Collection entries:
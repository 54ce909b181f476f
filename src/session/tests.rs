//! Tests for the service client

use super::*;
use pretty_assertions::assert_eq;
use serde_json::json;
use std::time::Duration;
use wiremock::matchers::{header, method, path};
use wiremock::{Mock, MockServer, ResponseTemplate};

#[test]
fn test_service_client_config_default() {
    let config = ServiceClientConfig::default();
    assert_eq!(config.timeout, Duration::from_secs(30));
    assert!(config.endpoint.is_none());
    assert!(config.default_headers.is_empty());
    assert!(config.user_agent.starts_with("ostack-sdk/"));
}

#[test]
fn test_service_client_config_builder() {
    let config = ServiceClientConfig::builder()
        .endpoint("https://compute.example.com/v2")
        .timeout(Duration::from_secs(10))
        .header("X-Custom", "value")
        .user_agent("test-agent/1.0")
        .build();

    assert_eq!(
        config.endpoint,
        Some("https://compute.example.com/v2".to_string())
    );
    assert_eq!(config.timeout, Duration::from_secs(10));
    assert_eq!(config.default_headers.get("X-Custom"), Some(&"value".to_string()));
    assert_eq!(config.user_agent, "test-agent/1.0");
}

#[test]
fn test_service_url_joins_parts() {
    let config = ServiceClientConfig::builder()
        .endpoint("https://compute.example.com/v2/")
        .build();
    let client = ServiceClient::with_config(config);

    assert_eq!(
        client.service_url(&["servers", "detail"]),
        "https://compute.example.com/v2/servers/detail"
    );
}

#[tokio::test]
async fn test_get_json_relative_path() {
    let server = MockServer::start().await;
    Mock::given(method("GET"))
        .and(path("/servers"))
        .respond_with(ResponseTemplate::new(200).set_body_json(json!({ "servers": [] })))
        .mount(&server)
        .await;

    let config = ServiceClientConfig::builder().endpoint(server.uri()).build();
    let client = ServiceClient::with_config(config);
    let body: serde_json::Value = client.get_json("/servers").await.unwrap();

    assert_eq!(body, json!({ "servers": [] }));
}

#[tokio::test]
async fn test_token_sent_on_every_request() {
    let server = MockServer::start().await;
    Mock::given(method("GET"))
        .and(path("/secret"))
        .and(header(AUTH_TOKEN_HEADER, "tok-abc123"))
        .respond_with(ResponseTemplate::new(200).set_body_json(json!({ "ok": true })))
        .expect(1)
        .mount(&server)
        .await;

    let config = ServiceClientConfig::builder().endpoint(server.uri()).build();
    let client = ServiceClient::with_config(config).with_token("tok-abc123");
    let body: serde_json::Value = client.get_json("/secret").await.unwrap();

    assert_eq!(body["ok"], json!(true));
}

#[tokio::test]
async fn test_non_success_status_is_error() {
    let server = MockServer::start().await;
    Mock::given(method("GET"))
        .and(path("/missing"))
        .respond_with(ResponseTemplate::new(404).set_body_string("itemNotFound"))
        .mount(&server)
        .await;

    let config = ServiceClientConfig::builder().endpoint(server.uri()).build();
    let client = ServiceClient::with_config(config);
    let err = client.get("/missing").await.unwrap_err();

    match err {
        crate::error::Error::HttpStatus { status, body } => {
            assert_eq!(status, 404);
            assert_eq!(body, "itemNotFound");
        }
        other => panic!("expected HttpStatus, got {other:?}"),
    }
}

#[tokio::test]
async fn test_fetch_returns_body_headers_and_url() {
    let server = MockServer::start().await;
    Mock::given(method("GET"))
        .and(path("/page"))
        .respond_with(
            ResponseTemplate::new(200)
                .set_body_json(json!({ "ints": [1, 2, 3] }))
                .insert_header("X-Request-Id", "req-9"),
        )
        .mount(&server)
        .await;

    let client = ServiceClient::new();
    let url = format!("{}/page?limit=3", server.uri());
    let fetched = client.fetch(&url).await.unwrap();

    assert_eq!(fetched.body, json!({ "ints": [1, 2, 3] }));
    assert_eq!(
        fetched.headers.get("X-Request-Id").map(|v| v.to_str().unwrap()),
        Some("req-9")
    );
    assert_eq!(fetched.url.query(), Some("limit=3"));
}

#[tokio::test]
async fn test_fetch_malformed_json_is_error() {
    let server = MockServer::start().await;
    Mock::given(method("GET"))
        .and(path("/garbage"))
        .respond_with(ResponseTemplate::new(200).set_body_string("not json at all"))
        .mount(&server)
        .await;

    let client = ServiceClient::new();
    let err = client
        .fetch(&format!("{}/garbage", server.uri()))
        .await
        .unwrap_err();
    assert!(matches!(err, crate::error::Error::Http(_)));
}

> **YOUR INSTRUCTIONS**: Check each line of the data for "servers". Copy the lines where it turns up.

> **TASK OUTPUT**:
        client.service_url(&["servers", "detail"]),
        "https://compute.example.com/v2/servers/detail"
        .and(path("/servers"))
        .respond_with(ResponseTemplate::new(200).set_body_json(json!({ "servers": [] })))
    let body: serde_json::Value = client.get_json("/servers").await.unwrap();
    assert_eq!(body, json!({ "servers": [] }));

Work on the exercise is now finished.